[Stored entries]
impl AnimationOrchestrator {
    pub fn new(scheduler: Rc<RefCell<AnimationScheduler>>) -> Self {
        Self {
            scheduler,
            actor: None,
            stage: None,
            model_view: None,
            cancel: None,
            cycle: cycle_machine(),
        }
    }

    pub fn scheduler(&self) -> &Rc<RefCell<AnimationScheduler>> {
        &self.scheduler
    }

    pub fn set_actor(&mut self, actor: Option<VisualNode>) {
        self.actor = actor;
    }

    pub fn set_stage(&mut self, stage: Option<Stage>) {
        self.stage = stage;
    }

    pub fn set_model_view(&mut self, model_view: Option<Rc<ModelView>>) {
        self.model_view = model_view;
    }

    pub fn actor(&self) -> Option<&VisualNode> {
        self.actor.as_ref()
    }

    pub fn stage(&self) -> Option<&Stage> {
        self.stage.as_ref()
    }

    pub fn model_view(&self) -> Option<&Rc<ModelView>> {
        self.model_view.as_ref()
    }

    pub fn phase(&self) -> CyclePhase {
        self.cycle.current_state()
    }

    /// Transitions taken so far, oldest first
    pub fn cycle_history(&self) -> &[(CyclePhase, CycleEvent, CyclePhase)] {
        self.cycle.history()
    }

    /// Whether the current cycle's token has been cancelled
    pub fn is_cancelled(&self) -> bool {
        self.cancel.as_ref().is_some_and(|c| c.is_cancelled())
    }

    /// Names running on the actor, sorted
    pub fn running_animations(&self) -> SmallVec<[String; 4]> {
        match &self.actor {
            Some(actor) => self.scheduler.borrow().running_names(actor.owner()),
            None => SmallVec::new(),
        }
    }

    /// Cancel the current cycle and return the actor to rest
    pub fn stop(&mut self, use_3d: bool) {
        if let Some(cancel) = &self.cancel {
            cancel.cancel();
        }

        {
            let mut scheduler = self.scheduler.borrow_mut();
            if let Some(actor) = &self.actor {
                for preset in PresetKind::all() {
                    scheduler.abort(actor.owner(), preset.key());
                }
            }
            if let Some(stage) = &self.stage {
                scheduler.abort(stage.owner(), STAGE_COLOR_ANIMATION);
            }
        }

        if let Some(actor) = &self.actor {
            actor.reset();
        }
        if use_3d {
            if let Some(model_view) = &self.model_view {
                model_view.reset_yaw();
            }
        }

        if self.cycle.send(CycleEvent::Cancel) == CyclePhase::Cancelled {
            tracing::debug!("run cycle cancelled");
        }
        self.cycle.send(CycleEvent::Settle);
    }

    /// Stop whatever runs, then start a new cycle for `request`.
    ///
    /// Returns false without doing anything when no actor is attached.
    pub fn start(&mut self, request: RunRequest) -> bool {
        if self.actor.is_none() {
            return false;
        }

        self.stop(request.use_3d);
        self.cycle.send(CycleEvent::Start);

        // Nothing can cancel this token before the presets are committed
        self.cancel = Some(CancellationTokenSource::new());

        self.animate_stage_background(request.item.stage_background, true);

        for preset in request.presets() {
            if let Err(err) = self.commit_preset(preset, request.speed, request.use_3d) {
                tracing::warn!(preset = %preset, error = %err, "preset not started");
            }
        }

        self.cycle.send(CycleEvent::Started);
        tracing::info!(
            preset = %request.item.preset,
            speed = request.speed,
            combine = request.combine_rotate_pulse,
            use_3d = request.use_3d,
            "run cycle started"
        );
        true
    }

    /// Commit one looping preset on the actor unless `token` is cancelled.
    ///
    /// In 3D mode, rotate drives the model view's yaw instead of the actor.
    pub fn run_preset(
        &self,
        preset: PresetKind,
        speed: f64,
        use_3d: bool,
        token: &CancellationToken,
    ) -> Result<(), AnimationError> {
        token.check()?;
        self.commit_preset(preset, speed, use_3d)
    }

    fn commit_preset(
        &self,
        preset: PresetKind,
        speed: f64,
        use_3d: bool,
    ) -> Result<(), AnimationError> {
        let Some(actor) = &self.actor else {
            return Ok(());
        };

        let options = CommitOptions {
            rate_ms: PRESET_RATE_MS,
            length_ms: preset.cycle_duration_ms(speed).max(1),
            easing: Easing::Linear,
            repeat: true,
        };

        let animation = match (&self.model_view, preset) {
            (Some(model_view), PresetKind::Rotate) if use_3d => {
                let model_view = model_view.clone();
                Animation::new(preset.timeline(), move |degrees| {
                    model_view.set_yaw(f64::from(degrees))
                })
            }
            _ => {
                let target = actor.clone();
                let property = preset.property();
                Animation::new(preset.timeline(), move |value| {
                    target.set_property(property, value)
                })
            }
        };

        self.scheduler
            .borrow_mut()
            .commit(actor.owner(), preset.key(), animation, options)?;
        Ok(())
    }

    /// Move the stage background to `to`, either at once or as a one-shot
    /// transition from its current color.
    pub fn animate_stage_background(&self, to: Color, animated: bool) {
        let Some(stage) = &self.stage else {
            return;
        };
        if !animated {
            stage.set_background(to);
            return;
        }

        let from = stage.background();
        let target = stage.clone();
        let animation = Animation::new(Timeline::tween(0.0, 1.0, Easing::Linear), move |t| {
            if !target.is_attached() {
                return;
            }
            target.set_background(stage_color_at(from, to, t));
        })
        .on_finished(|_, aborted| {
            if !aborted {
                tracing::trace!("stage color transition completed");
            }
        });

        let options = CommitOptions {
            rate_ms: STAGE_COLOR_RATE_MS,
            length_ms: STAGE_COLOR_LENGTH_MS,
            easing: Easing::EaseInOutCubic,
            repeat: false,
        };

        if let Err(err) =
            self.scheduler
                .borrow_mut()
                .commit(stage.owner(), STAGE_COLOR_ANIMATION, animation, options)
        {
            tracing::warn!(error = %err, "stage color transition not started");
        }
    }
}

TASK = Print, exactly as written, the first line of the records above and each line after it until the line with "pub fn scheduler(&self)", which is printed too.

SOLUTION TO THE PROBLEM =
impl AnimationOrchestrator {
    pub fn new(scheduler: Rc<RefCell<AnimationScheduler>>) -> Self {
        Self {
            scheduler,
            actor: None,
            stage: None,
            model_view: None,
            cancel: None,
            cycle: cycle_machine(),
        }
    }

    pub fn scheduler(&self) -> &Rc<RefCell<AnimationScheduler>> {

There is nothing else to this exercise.